Snorkel Cruise… Of Death

By now, many people have heard me make reference to a snorkeling adventure in St. Maarten where I almost died. Many of you have also pointed out that Meg stands to gain quite a bit this time around if I were to die, so thanks for that.

In typical Dobies fashion, the near death experience on the cruise was maintained this go round. And once again, it was on a snorkel expedition. Last time we were in St. Maarten, but this time the trip found us in Aruba. Different location, same net effect: near death.

But realize that this time around, while Meg stands to gain quite a bit in the event of my death, part of that deal is that she is now, in fact, a Dobies. And it was her who had the near death experience.

If anyone out there is just now feeling a sense of dread or concern, you can kiss my ass.

The excursion was named Sail, Swim, Snorkel, and Swing. We arrived at the dock to be greeted not by the normal catamaran cruiser we have become accustomed to on these trips, but rather a schooner, which is apparently loosely translated into “pirate ship.” After being ferried out to the ship on a transport (which, incidentally, looks like it came straight out of the invasion on Normandy), we set off to our first snorkel destination.

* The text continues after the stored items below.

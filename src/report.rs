use std::borrow::Cow;
use std::fmt;
use std::fs::{self, OpenOptions};
use std::io::Write;
use std::path::{Path, PathBuf};

use tracing::info;

use crate::classifier::{ClassificationResult, Label};
use crate::errors::{Result, TriageError};

/// Field separator of the results file.
pub const DELIMITER: char = '-';
const QUOTE: char = '"';

/// One line of the results history.
#[derive(Debug, Clone, PartialEq)]
pub struct ResultRecord {
    pub patient_id: String,
    pub label: Label,
    pub confidence: f32,
}

impl ResultRecord {
    pub fn new(patient_id: impl Into<String>, result: &ClassificationResult) -> Self {
        Self {
            patient_id: patient_id.into(),
            label: result.label,
            confidence: result.confidence,
        }
    }
}

impl fmt::Display for ResultRecord {
    fn fmt(&self, f: &mut fmt::Formatter<'_>) -> fmt::Result {
        write!(
            f,
            "{}{DELIMITER}{}{DELIMITER}{}",
            quote_field(&self.patient_id),
            quote_field(self.label.as_str()),
            quote_field(&format!("{:.2}%", self.confidence))
        )
    }
}

/// Quotes a field only when it holds the delimiter, a quote or a line
/// break; inner quotes are doubled.
fn quote_field(field: &str) -> Cow<'_, str> {
    if field.contains(|c: char| matches!(c, DELIMITER | QUOTE | '\n' | '\r')) {
        let escaped = field.replace(QUOTE, "\"\"");
        Cow::Owned(format!("{QUOTE}{escaped}{QUOTE}"))
    } else {
        Cow::Borrowed(field)
    }
}

/// Output path of the Grad-CAM overlay for `input`.
///
/// The input's directory relative to `input_root` is mirrored under
/// `output_dir` and the source extension kept in the name, so
/// `a/chest.png` and `b/chest.dcm` never share an overlay.
pub fn overlay_path(input_root: &Path, input: &Path, output_dir: &Path) -> PathBuf {
    let directory = input
        .strip_prefix(input_root)
        .ok()
        .and_then(Path::parent)
        .map_or_else(|| output_dir.to_path_buf(), |relative| output_dir.join(relative));
    let stem = input
        .file_stem()
        .map_or_else(|| "image".to_string(), |s| s.to_string_lossy().into_owned());
    let name = match input.extension() {
        Some(extension) => format!("{stem}_{}_gradcam.png", extension.to_string_lossy()),
        None => format!("{stem}_gradcam.png"),
    };
    directory.join(name)
}

/// Appends `record` as a line to `csv_path`, creating missing directories.
pub fn append_record(csv_path: &Path, record: &ResultRecord) -> Result<()> {
    if let Some(parent) = csv_path.parent().filter(|p| !p.as_os_str().is_empty()) {
        fs::create_dir_all(parent).map_err(|e| TriageError::FileSystem {
            path: parent.to_path_buf(),
            operation: "results directory creation".to_string(),
            source: e,
        })?;
    }

    let mut file = OpenOptions::new()
        .create(true)
        .append(true)
        .open(csv_path)
        .map_err(|e| TriageError::FileSystem {
            path: csv_path.to_path_buf(),
            operation: "results file open".to_string(),
            source: e,
        })?;
    writeln!(file, "{record}").map_err(|e| TriageError::FileSystem {
        path: csv_path.to_path_buf(),
        operation: "results append".to_string(),
        source: e,
    })?;

    info!(path = %csv_path.display(), patient_id = %record.patient_id, "result saved");
    Ok(())
}

#[cfg(test)]
mod tests {
    use super::*;
    use tempfile::TempDir;

    fn record(patient_id: &str, label: Label, confidence: f32) -> ResultRecord {
        ResultRecord {
            patient_id: patient_id.to_string(),
            label,
            confidence,
        }
    }

    #[test]
    fn test_record_format() {
        assert_eq!(
            record("1234", Label::Bacterial, 91.456).to_string(),
            "1234-bacterial-91.46%"
        );
    }

    #[test]
    fn test_fields_with_delimiter_are_quoted() {
        assert_eq!(
            record("CC-1020-30", Label::Normal, 70.0).to_string(),
            "\"CC-1020-30\"-normal-70.00%"
        );
        assert_eq!(
            record("say \"hi\"", Label::Viral, 12.5).to_string(),
            "\"say \"\"hi\"\"\"-viral-12.50%"
        );
        assert_eq!(
            record("line\nbreak", Label::Viral, 1.0).to_string(),
            "\"line\nbreak\"-viral-1.00%"
        );
    }

    #[test]
    fn test_quoted_record_keeps_three_fields() {
        let line = record("CC-1020-30", Label::Bacterial, 91.0).to_string();
        let (quoted, rest) = line[1..].split_once("\"-").expect("closing quote");
        assert_eq!(quoted, "CC-1020-30");
        assert_eq!(rest.split(DELIMITER).collect::<Vec<_>>(), ["bacterial", "91.00%"]);
    }

    #[test]
    fn test_overlay_path_mirrors_input_tree() {
        let root = Path::new("scans");
        let output = Path::new("output");
        let png = overlay_path(root, Path::new("scans/a/chest.png"), output);
        let dcm = overlay_path(root, Path::new("scans/b/chest.dcm"), output);
        let sibling = overlay_path(root, Path::new("scans/a/chest.dcm"), output);

        assert_eq!(png, Path::new("output/a/chest_png_gradcam.png"));
        assert_eq!(dcm, Path::new("output/b/chest_dcm_gradcam.png"));
        assert_eq!(sibling, Path::new("output/a/chest_dcm_gradcam.png"));
    }

    #[test]
    fn test_overlay_path_for_single_file() {
        let input = Path::new("incoming/1234.jpg");
        assert_eq!(
            overlay_path(input, input, Path::new("output")),
            Path::new("output/1234_jpg_gradcam.png")
        );
        assert_eq!(
            overlay_path(Path::new("elsewhere"), Path::new("x/noext"), Path::new("out")),
            Path::new("out/noext_gradcam.png")
        );
    }

    #[test]
    fn test_append_creates_directories_and_appends() -> Result<()> {
        let temp_dir = TempDir::new()?;
        let csv_path = temp_dir.path().join("results").join("history.csv");

        append_record(&csv_path, &record("1", Label::Normal, 70.0))?;
        append_record(&csv_path, &record("2", Label::Viral, 55.5))?;

        let contents = fs::read_to_string(&csv_path)?;
        assert_eq!(contents, "1-normal-70.00%\n2-viral-55.50%\n");
        Ok(())
    }
}
use image::{DynamicImage, GrayImage, Luma, RgbImage};
use ndarray::prelude::*;
use nshare::AsNdarray3;

use crate::errors::{Result, TriageError};
use crate::ImageArray;

// BT.601 luma in 14-bit fixed point.
const R2Y: u32 = 4899;
const G2Y: u32 = 9617;
const B2Y: u32 = 1868;
const YUV_SHIFT: u32 = 14;

/// Converts an RGB image to single-channel luma.
pub fn rgb_to_luma(image: &RgbImage) -> GrayImage {
    let (width, height) = image.dimensions();
    GrayImage::from_fn(width, height, |x, y| {
        let [r, g, b] = image.get_pixel(x, y).0;
        let luma = (u32::from(r) * R2Y
            + u32::from(g) * G2Y
            + u32::from(b) * B2Y
            + (1 << (YUV_SHIFT - 1)))
            >> YUV_SHIFT;
        Luma([luma.min(255) as u8])
    })
}

/// Wraps an H×W×C array (C = 1 or 3) as an image buffer.
pub fn array_to_image(array: ArrayView3<u8>) -> Result<DynamicImage> {
    let (height, width, channels) = array.dim();
    if height == 0 || width == 0 {
        return Err(TriageError::invalid_shape(
            "non-empty (H, W, C)",
            array.shape(),
        ));
    }
    let raw: Vec<u8> = array.iter().copied().collect();
    let (width, height) = (width as u32, height as u32);
    let image = match channels {
        1 => GrayImage::from_raw(width, height, raw).map(DynamicImage::ImageLuma8),
        3 => RgbImage::from_raw(width, height, raw).map(DynamicImage::ImageRgb8),
        _ => None,
    };
    image.ok_or_else(|| TriageError::invalid_shape("(H, W, 1) or (H, W, 3)", array.shape()))
}

/// Copies an image into an H×W×C array. Luma images keep one channel,
/// everything else becomes RGB.
pub fn image_to_array(image: &DynamicImage) -> ImageArray {
    match image {
        DynamicImage::ImageLuma8(gray) => chw_to_hwc(gray.as_ndarray3()),
        other => chw_to_hwc(other.to_rgb8().as_ndarray3()),
    }
}

fn chw_to_hwc(view: ArrayView3<u8>) -> ImageArray {
    view.permuted_axes([1, 2, 0])
        .as_standard_layout()
        .into_owned()
}

#[cfg(test)]
mod tests {
    use super::*;
    use image::Rgb;

    #[test]
    fn test_rgb_to_luma_weights() {
        let mut image = RgbImage::new(4, 1);
        image.put_pixel(0, 0, Rgb([255, 0, 0]));
        image.put_pixel(1, 0, Rgb([0, 255, 0]));
        image.put_pixel(2, 0, Rgb([0, 0, 255]));
        image.put_pixel(3, 0, Rgb([200, 200, 200]));

        let luma = rgb_to_luma(&image);
        assert_eq!(luma.get_pixel(0, 0), &Luma([76]));
        assert_eq!(luma.get_pixel(1, 0), &Luma([150]));
        assert_eq!(luma.get_pixel(2, 0), &Luma([29]));
        assert_eq!(luma.get_pixel(3, 0), &Luma([200]));
    }

    #[test]
    fn test_array_image_roundtrip_keeps_layout() -> Result<()> {
        let mut array = ImageArray::zeros((2, 3, 3));
        array[[0, 2, 0]] = 10;
        array[[1, 0, 2]] = 20;

        let image = array_to_image(array.view())?;
        let rgb = image.to_rgb8();
        assert_eq!(rgb.dimensions(), (3, 2));
        assert_eq!(rgb.get_pixel(2, 0), &Rgb([10, 0, 0]));
        assert_eq!(rgb.get_pixel(0, 1), &Rgb([0, 0, 20]));

        assert_eq!(image_to_array(&image), array);
        Ok(())
    }

    #[test]
    fn test_array_to_image_rejects_bad_channels() {
        let array = ImageArray::zeros((4, 4, 2));
        assert!(matches!(
            array_to_image(array.view()),
            Err(TriageError::InvalidShape { .. })
        ));
        let empty = ImageArray::zeros((0, 4, 3));
        assert!(matches!(
            array_to_image(empty.view()),
            Err(TriageError::InvalidShape { .. })
        ));
    }
}
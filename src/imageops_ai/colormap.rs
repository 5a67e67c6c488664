use image::{GrayImage, Rgb, RgbImage};
use once_cell::sync::Lazy;

/// Jet palette in RGB order: dark blue at 0, red at 255.
static JET: Lazy<[[u8; 3]; 256]> = Lazy::new(|| {
    let mut table = [[0u8; 3]; 256];
    for (index, entry) in table.iter_mut().enumerate() {
        let x = index as f32 / 255.0;
        let channel = |offset: f32| {
            let value = (1.5 - (4.0 * x - offset).abs()).clamp(0.0, 1.0);
            super::saturate_cast::<u8>(value * 255.0)
        };
        *entry = [channel(3.0), channel(2.0), channel(1.0)];
    }
    table
});

pub fn jet(value: u8) -> Rgb<u8> {
    Rgb(JET[value as usize])
}

/// False-colours an 8-bit intensity map.
pub fn apply_jet(intensity: &GrayImage) -> RgbImage {
    let (width, height) = intensity.dimensions();
    RgbImage::from_fn(width, height, |x, y| jet(intensity.get_pixel(x, y).0[0]))
}
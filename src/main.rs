use std::{fs, path::Path};

use anyhow::{ensure, Context, Result};
use clap::Parser;
use indicatif::{ProgressBar, ProgressStyle};
use tracing::{error, info};
use tracing_subscriber::EnvFilter;
use walkdir::WalkDir;

use pneumo_triage::{
    config::Cli, report, Diagnosis, ImageIngestor, ModelHandle, Pipeline, Settings,
};

fn main() -> Result<()> {
    tracing_subscriber::fmt()
        .with_env_filter(
            EnvFilter::try_from_default_env()
                .unwrap_or_else(|_| EnvFilter::new("pneumo_triage=info")),
        )
        .init();

    let cli = Cli::parse();
    ensure!(cli.input.exists(), "Input path does not exist");

    let settings = cli.settings()?;
    if cli.save_csv {
        ensure!(
            settings.csv_path.is_some(),
            "--save-csv requires `csv_path` in the config file"
        );
    }
    let pipeline = Pipeline::from_settings(&settings)?;

    fs::create_dir_all(&cli.output_dir).with_context(|| {
        format!(
            "Failed to create output directory: {}",
            cli.output_dir.display()
        )
    })?;

    if cli.input.is_dir() {
        run_directory(&pipeline, &cli, &settings)
    } else {
        let diagnosis = run_single(&pipeline, &cli.input, &cli, &settings)?;
        println!(
            "{}: {} ({}%)",
            diagnosis.patient_id,
            diagnosis.result.label,
            diagnosis.result.confidence_display()
        );
        Ok(())
    }
}

fn run_directory(pipeline: &Pipeline<ModelHandle>, cli: &Cli, settings: &Settings) -> Result<()> {
    let image_paths = WalkDir::new(&cli.input)
        .into_iter()
        .filter_map(|e| e.ok())
        .filter(|e| e.file_type().is_file() && ImageIngestor::is_supported(e.path()))
        .map(|e| e.into_path())
        .collect::<Vec<_>>();

    let progress_bar = ProgressBar::new(image_paths.len() as u64);
    progress_bar.set_style(
        ProgressStyle::with_template(
            "{spinner:.green} [{elapsed}] [{bar:40.cyan/blue}] {pos}/{len} ({per_sec} {eta})",
        )?
        .progress_chars("#>-"),
    );

    let mut failures = 0usize;
    for path in &image_paths {
        match run_single(pipeline, path, cli, settings) {
            Ok(_) => {}
            Err(e) => {
                failures += 1;
                error!(path = %path.display(), error = %format!("{e:#}"), "triage failed");
            }
        }
        progress_bar.inc(1);
    }
    progress_bar.finish();

    info!(
        processed = image_paths.len() - failures,
        failures, "directory triage complete"
    );
    ensure!(failures == 0, "{failures} image(s) could not be processed");
    Ok(())
}

fn run_single(
    pipeline: &Pipeline<ModelHandle>,
    path: &Path,
    cli: &Cli,
    settings: &Settings,
) -> Result<Diagnosis> {
    let diagnosis = pipeline
        .run(path, &cli.patient_id)
        .with_context(|| format!("Failed to process image: {}", path.display()))?;

    if let Some(overlay) = &diagnosis.overlay {
        let output_path = report::overlay_path(&cli.input, path, &cli.output_dir);
        if let Some(parent) = output_path.parent() {
            fs::create_dir_all(parent).with_context(|| {
                format!("Failed to create output directory: {}", parent.display())
            })?;
        }
        overlay
            .save(&output_path)
            .with_context(|| format!("Failed to save heatmap: {}", output_path.display()))?;
    }

    if cli.save_csv {
        if let Some(csv_path) = &settings.csv_path {
            report::append_record(csv_path, &diagnosis.record())?;
        }
    }
    Ok(diagnosis)
}
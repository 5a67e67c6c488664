use image::{ImageBuffer, Pixel, RgbImage};

/// Per-channel `base * alpha + overlay * beta + gamma`, rounded and
/// saturated to 8 bits. The weights need not sum to one.
///
/// Returns `None` when the two images differ in size.
pub fn add_weighted(
    base: &RgbImage,
    alpha: f32,
    overlay: &RgbImage,
    beta: f32,
    gamma: f32,
) -> Option<RgbImage> {
    if base.dimensions() != overlay.dimensions() {
        return None;
    }
    let (width, height) = base.dimensions();
    let mut output: RgbImage = ImageBuffer::new(width, height);
    for ((b, o), out) in base.pixels().zip(overlay.pixels()).zip(output.pixels_mut()) {
        *out = b.map2(o, |bc, oc| {
            super::saturate_cast(f32::from(bc) * alpha + f32::from(oc) * beta + gamma)
        });
    }
    Some(output)
}

#[cfg(test)]
mod tests {
    use super::*;
    use image::Rgb;

    #[test]
    fn test_saturates_above_255() {
        let base = RgbImage::from_pixel(2, 2, Rgb([250, 100, 0]));
        let overlay = RgbImage::from_pixel(2, 2, Rgb([255, 255, 255]));
        let blended = add_weighted(&base, 1.0, &overlay, 0.4, 0.0).unwrap();
        // 250 + 102 overflows, 100 + 102 does not.
        assert_eq!(blended.get_pixel(1, 1), &Rgb([255, 202, 102]));
    }

    #[test]
    fn test_fractional_overlay_rounds() {
        // 0.4 * 5 = 2.0, 0.4 * 3 = 1.2, 0.4 * 15 = 6.0
        let base = RgbImage::from_pixel(1, 1, Rgb([0, 1, 2]));
        let overlay = RgbImage::from_pixel(1, 1, Rgb([5, 3, 15]));
        let blended = add_weighted(&base, 1.0, &overlay, 0.4, 0.0).unwrap();
        assert_eq!(blended.get_pixel(0, 0), &Rgb([2, 2, 8]));
    }

    #[test]
    fn test_size_mismatch() {
        let base = RgbImage::new(2, 2);
        let overlay = RgbImage::new(3, 2);
        assert!(add_weighted(&base, 1.0, &overlay, 0.4, 0.0).is_none());
    }
}
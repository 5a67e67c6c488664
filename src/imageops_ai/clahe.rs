//! Contrast limited adaptive histogram equalization for 8-bit images.
//!
//! The image is split into a grid of tiles. Each tile gets its own clipped,
//! equalized lookup table, and every output pixel bilinearly interpolates
//! the tables of the four nearest tile centres, so tile borders do not show.

use image::{GrayImage, Luma};

const HIST_SIZE: usize = 256;

#[derive(Debug, Clone, Copy, PartialEq)]
pub struct Clahe {
    pub clip_limit: f32,
    /// Tiles along (x, y).
    pub tile_grid: (u32, u32),
}

impl Clahe {
    pub const fn new(clip_limit: f32, tile_grid: (u32, u32)) -> Self {
        Self {
            clip_limit,
            tile_grid,
        }
    }

    pub fn apply(&self, image: &GrayImage) -> GrayImage {
        let (width, height) = image.dimensions();
        let tiles_x = self.tile_grid.0.clamp(1, width.max(1)) as usize;
        let tiles_y = self.tile_grid.1.clamp(1, height.max(1)) as usize;
        if width == 0 || height == 0 {
            return image.clone();
        }

        // Tiles must cover the image exactly; histograms of a ragged edge are
        // taken from a reflect-101 padded extension of the image.
        let padded_width = (width as usize).div_ceil(tiles_x) * tiles_x;
        let padded_height = (height as usize).div_ceil(tiles_y) * tiles_y;
        let tile_width = padded_width / tiles_x;
        let tile_height = padded_height / tiles_y;
        let tile_area = tile_width * tile_height;

        let clip = if self.clip_limit > 0.0 {
            ((self.clip_limit * tile_area as f32 / HIST_SIZE as f32) as usize).max(1)
        } else {
            usize::MAX
        };
        let lut_scale = (HIST_SIZE - 1) as f32 / tile_area as f32;

        let mut luts = vec![[0u8; HIST_SIZE]; tiles_x * tiles_y];
        for ty in 0..tiles_y {
            for tx in 0..tiles_x {
                let mut hist = [0usize; HIST_SIZE];
                for py in ty * tile_height..(ty + 1) * tile_height {
                    let sy = reflect_101(py, height as usize) as u32;
                    for px in tx * tile_width..(tx + 1) * tile_width {
                        let sx = reflect_101(px, width as usize) as u32;
                        hist[image.get_pixel(sx, sy).0[0] as usize] += 1;
                    }
                }
                clip_histogram(&mut hist, clip);
                luts[ty * tiles_x + tx] = build_lut(&hist, lut_scale);
            }
        }

        let inv_tile_width = 1.0 / tile_width as f32;
        let inv_tile_height = 1.0 / tile_height as f32;
        let columns: Vec<Neighbours> = (0..width)
            .map(|x| Neighbours::locate(x, inv_tile_width, tiles_x))
            .collect();

        let mut output = GrayImage::new(width, height);
        for y in 0..height {
            let row = Neighbours::locate(y, inv_tile_height, tiles_y);
            let top = row.low * tiles_x;
            let bottom = row.high * tiles_x;
            for (x, column) in columns.iter().enumerate() {
                let value = image.get_pixel(x as u32, y).0[0] as usize;
                let lut = |index: usize| f32::from(luts[index][value]);
                let upper =
                    lut(top + column.low) * (1.0 - column.weight) + lut(top + column.high) * column.weight;
                let lower = lut(bottom + column.low) * (1.0 - column.weight)
                    + lut(bottom + column.high) * column.weight;
                let result = upper * (1.0 - row.weight) + lower * row.weight;
                output.put_pixel(x as u32, y, Luma([super::saturate_cast(result)]));
            }
        }
        output
    }
}

/// The two tiles whose centres bracket a coordinate, plus the weight of the
/// higher one.
#[derive(Debug, Clone, Copy)]
struct Neighbours {
    low: usize,
    high: usize,
    weight: f32,
}

impl Neighbours {
    fn locate(coordinate: u32, inv_tile_size: f32, tiles: usize) -> Self {
        let position = coordinate as f32 * inv_tile_size - 0.5;
        let floor = position.floor();
        let weight = position - floor;
        let floor = floor as isize;
        Self {
            low: floor.max(0) as usize,
            high: ((floor + 1) as usize).min(tiles - 1),
            weight,
        }
    }
}

fn clip_histogram(hist: &mut [usize; HIST_SIZE], clip: usize) {
    let mut clipped = 0;
    for bin in hist.iter_mut() {
        if *bin > clip {
            clipped += *bin - clip;
            *bin = clip;
        }
    }

    let batch = clipped / HIST_SIZE;
    let mut residual = clipped - batch * HIST_SIZE;
    for bin in hist.iter_mut() {
        *bin += batch;
    }

    if residual != 0 {
        let step = (HIST_SIZE / residual).max(1);
        let mut index = 0;
        while index < HIST_SIZE && residual > 0 {
            hist[index] += 1;
            index += step;
            residual -= 1;
        }
    }
}

fn build_lut(hist: &[usize; HIST_SIZE], scale: f32) -> [u8; HIST_SIZE] {
    let mut lut = [0u8; HIST_SIZE];
    let mut sum = 0usize;
    for (entry, &count) in lut.iter_mut().zip(hist.iter()) {
        sum += count;
        *entry = super::saturate_cast(sum as f32 * scale);
    }
    lut
}

/// Mirrors an index past the end without repeating the edge sample.
fn reflect_101(index: usize, len: usize) -> usize {
    if len == 1 {
        return 0;
    }
    let period = 2 * (len - 1);
    let index = index % period;
    if index < len {
        index
    } else {
        period - index
    }
}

It was actually the best snorkeling trip we’ve been on. We saw literally thousands of fish, and many were interesting. Not only did I not die, but I was also rather proficient with the stupid fins we’re forced to wear.

Enough of that, let’s get to the meat of the story. We’ve covered the sail, swim, and snorkel portions of the story, but many of you are probably wondering what the hell swing has to do with anything. It’s literally just that. The ship came equipped complete with its own Tarzan rope swing from which the guests could hurl themselves into the water. Afterwards, the skilled crew would make us look ridiculous by putting on an impressive, albeit well-rehearsed, show.

It’s going to be hard to describe what the setup was, but trust me when I say its relevant. Jettisoning out from about 15 feet over the ship’s deck, slightly in front of the midway between the stern and aft, was an arm that extended a solid 10 feet perpendicular to the boat. From the end, a long rope was attached with a handle on the free end. The handle was pulled to the very front tip of the boat. Riders would grab the rope at that point and swing on a diagonal from the front of the ship to about midway towards the back of the ship, but away from the ship (as the rope connection extended past the right edge of the boat).

Everyone got that?

The swing portion was initiated by the crew cornering Meg as she came out of the bathroom. After harassing her for a bit, she was nominated to be the first rider of the swing, even before the crew themselves. Ironic, as it were, since she had no intention at all of swinging.

So there she stands, at the very tip of the ship. Because of the drunken 60 yr old sorority girls on the ship, everyone knew her name and were now chanting it.

The crew instructed her to step off the left side of the ledge and swing out. Meg, unfortunately, interpreted this to mean jump to the left.

For you non-physics majors, let me explain the difference. In merely stepping off to the left, the natural direction of where the rope was anchored would have taken her on a diagonal, towards the back of the ship and away from the side. Jumping out to the left, however, sent her into more of a circular motion. This circular motion cannot be undone mid air, leaving her on a trajectory to sail around the rope anchor and right back into the side of the ship.

I’m not sure if Meg froze, or if she didn’t realize where she was, but her path was taking just that trajectory. The guest cheers, which had migrated from “Meg… Meg…” into a general roar had quickly died into silence and audible gasps. One such gasp emitted from the crew member no more than two feet to my right.

She decided to let go with about three feet to spare from smacking clear into both the side of the boat and the ladder to exit from the water. As she bobbed to safety, the guests began to cheer and form a line for their turn.

The crew member next to me, who had disappeared momentarily once my wife resurfaced, came running back to me with a (very strong) rum and punch in hand. He gave me a pat on the shoulder that told me that he had feared the worst as well.

And so, me and my pendulum of a wife survived yet another snorkeling excursion.